*What the exercise asks*: Extract the lines from the first line of the records below through the line containing "not cover (trillions)", inclusive, and reproduce them exactly as written.

*Task material*:
────────────────────

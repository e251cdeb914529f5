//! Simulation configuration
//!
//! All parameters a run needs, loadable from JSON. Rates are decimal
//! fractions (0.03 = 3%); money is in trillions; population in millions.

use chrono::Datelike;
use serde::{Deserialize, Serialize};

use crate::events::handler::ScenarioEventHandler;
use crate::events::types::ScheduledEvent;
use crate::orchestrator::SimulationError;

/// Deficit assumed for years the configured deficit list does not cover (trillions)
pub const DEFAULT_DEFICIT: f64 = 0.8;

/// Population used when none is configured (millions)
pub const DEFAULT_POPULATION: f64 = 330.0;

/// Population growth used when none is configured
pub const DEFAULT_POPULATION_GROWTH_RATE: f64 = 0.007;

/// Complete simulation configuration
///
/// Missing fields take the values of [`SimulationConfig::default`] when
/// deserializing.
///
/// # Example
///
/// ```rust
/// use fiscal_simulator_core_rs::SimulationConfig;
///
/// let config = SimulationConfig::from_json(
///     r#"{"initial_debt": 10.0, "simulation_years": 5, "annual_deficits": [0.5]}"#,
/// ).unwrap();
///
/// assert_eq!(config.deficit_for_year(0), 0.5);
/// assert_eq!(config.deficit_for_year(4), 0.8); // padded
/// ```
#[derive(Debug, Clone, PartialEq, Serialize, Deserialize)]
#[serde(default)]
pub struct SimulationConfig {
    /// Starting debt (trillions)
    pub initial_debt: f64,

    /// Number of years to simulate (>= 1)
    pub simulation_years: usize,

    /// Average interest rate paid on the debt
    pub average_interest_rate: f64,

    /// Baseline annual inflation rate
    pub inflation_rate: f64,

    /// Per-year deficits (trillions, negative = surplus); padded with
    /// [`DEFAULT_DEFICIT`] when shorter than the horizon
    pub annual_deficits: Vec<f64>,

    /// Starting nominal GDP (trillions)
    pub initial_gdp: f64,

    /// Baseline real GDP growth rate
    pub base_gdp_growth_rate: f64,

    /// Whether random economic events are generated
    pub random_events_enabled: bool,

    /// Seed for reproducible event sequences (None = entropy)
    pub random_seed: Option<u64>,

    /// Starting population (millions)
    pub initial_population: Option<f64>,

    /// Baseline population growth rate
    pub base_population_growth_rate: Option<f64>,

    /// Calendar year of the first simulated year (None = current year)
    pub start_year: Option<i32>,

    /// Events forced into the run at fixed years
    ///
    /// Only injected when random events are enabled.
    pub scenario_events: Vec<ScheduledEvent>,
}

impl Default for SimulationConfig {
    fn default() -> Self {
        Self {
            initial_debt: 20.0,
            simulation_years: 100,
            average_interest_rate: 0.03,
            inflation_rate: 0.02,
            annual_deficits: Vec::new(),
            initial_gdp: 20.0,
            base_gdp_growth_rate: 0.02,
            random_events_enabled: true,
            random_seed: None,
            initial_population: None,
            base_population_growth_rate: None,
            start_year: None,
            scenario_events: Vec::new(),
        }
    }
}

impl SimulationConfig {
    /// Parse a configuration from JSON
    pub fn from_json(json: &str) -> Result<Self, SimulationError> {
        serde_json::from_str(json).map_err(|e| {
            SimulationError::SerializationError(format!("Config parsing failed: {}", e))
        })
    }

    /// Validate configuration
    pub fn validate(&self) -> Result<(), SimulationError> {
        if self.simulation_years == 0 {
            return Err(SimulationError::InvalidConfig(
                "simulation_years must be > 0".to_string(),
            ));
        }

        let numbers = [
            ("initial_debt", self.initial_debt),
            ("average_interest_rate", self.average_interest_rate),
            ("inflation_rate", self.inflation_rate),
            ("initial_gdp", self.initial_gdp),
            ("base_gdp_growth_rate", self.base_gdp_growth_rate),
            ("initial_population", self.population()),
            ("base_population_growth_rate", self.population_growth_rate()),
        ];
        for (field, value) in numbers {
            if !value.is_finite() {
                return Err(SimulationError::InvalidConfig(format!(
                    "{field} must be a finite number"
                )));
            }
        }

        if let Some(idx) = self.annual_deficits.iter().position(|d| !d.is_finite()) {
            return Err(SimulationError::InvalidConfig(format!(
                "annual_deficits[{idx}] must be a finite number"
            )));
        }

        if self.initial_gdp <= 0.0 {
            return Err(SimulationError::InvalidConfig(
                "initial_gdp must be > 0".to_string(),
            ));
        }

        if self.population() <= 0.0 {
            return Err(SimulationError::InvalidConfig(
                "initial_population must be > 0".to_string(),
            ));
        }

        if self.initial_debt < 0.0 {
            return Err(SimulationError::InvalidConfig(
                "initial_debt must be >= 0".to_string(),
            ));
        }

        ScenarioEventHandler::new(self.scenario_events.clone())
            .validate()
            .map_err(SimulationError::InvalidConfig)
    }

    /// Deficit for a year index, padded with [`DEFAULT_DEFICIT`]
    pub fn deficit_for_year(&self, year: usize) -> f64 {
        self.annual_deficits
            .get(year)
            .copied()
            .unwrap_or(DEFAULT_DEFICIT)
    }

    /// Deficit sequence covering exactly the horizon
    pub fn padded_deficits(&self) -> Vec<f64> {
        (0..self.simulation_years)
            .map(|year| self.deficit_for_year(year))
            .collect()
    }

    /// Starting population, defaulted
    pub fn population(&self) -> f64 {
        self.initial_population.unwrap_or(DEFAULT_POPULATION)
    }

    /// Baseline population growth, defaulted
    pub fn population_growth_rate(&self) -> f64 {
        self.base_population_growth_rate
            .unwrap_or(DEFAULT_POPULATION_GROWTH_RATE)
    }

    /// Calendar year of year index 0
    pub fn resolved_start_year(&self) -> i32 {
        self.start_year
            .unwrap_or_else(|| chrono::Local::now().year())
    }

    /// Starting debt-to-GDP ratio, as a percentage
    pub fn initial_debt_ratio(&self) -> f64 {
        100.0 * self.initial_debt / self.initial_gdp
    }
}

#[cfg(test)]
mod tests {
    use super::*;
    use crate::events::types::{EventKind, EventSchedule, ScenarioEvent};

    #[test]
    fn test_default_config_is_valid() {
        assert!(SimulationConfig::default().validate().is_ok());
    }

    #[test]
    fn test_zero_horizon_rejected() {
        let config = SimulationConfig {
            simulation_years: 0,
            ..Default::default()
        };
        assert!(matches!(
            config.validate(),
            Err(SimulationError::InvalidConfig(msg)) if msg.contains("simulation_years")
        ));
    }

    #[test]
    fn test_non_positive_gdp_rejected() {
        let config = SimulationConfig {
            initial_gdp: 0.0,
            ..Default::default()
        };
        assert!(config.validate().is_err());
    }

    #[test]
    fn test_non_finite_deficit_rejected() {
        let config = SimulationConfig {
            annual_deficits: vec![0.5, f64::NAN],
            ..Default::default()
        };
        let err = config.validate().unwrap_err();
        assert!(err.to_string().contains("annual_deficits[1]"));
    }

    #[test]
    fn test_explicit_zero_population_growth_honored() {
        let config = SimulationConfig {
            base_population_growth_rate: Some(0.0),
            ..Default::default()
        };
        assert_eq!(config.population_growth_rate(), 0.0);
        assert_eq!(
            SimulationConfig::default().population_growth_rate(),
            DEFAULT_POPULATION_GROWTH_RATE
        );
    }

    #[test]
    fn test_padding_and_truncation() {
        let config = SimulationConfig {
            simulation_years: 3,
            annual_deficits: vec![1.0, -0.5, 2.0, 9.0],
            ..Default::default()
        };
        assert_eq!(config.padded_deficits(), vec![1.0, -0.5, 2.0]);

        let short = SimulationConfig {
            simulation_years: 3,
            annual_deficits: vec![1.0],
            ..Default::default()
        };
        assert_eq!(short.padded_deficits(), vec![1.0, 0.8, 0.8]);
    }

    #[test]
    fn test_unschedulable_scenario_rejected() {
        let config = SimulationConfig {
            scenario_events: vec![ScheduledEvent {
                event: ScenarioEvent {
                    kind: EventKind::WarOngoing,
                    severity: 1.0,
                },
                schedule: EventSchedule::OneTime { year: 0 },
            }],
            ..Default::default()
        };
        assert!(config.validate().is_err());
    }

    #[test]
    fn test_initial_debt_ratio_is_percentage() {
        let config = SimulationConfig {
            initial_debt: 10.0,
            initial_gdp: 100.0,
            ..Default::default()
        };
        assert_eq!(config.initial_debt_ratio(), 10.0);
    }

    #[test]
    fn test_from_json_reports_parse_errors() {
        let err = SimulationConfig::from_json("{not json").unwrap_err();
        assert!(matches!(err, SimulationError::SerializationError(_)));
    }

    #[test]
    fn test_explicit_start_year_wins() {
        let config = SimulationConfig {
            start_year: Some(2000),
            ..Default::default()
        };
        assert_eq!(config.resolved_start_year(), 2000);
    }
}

────────────────────

*Solution to this exercise*:
repository e251cdeb914529f5
//! Simulation configuration
//!
//! All parameters a run needs, loadable from JSON. Rates are decimal
//! fractions (0.03 = 3%); money is in trillions; population in millions.

use chrono::Datelike;
use serde::{Deserialize, Serialize};

use crate::events::handler::ScenarioEventHandler;
use crate::events::types::ScheduledEvent;
use crate::orchestrator::SimulationError;

/// Deficit assumed for years the configured deficit list does not cover (trillions)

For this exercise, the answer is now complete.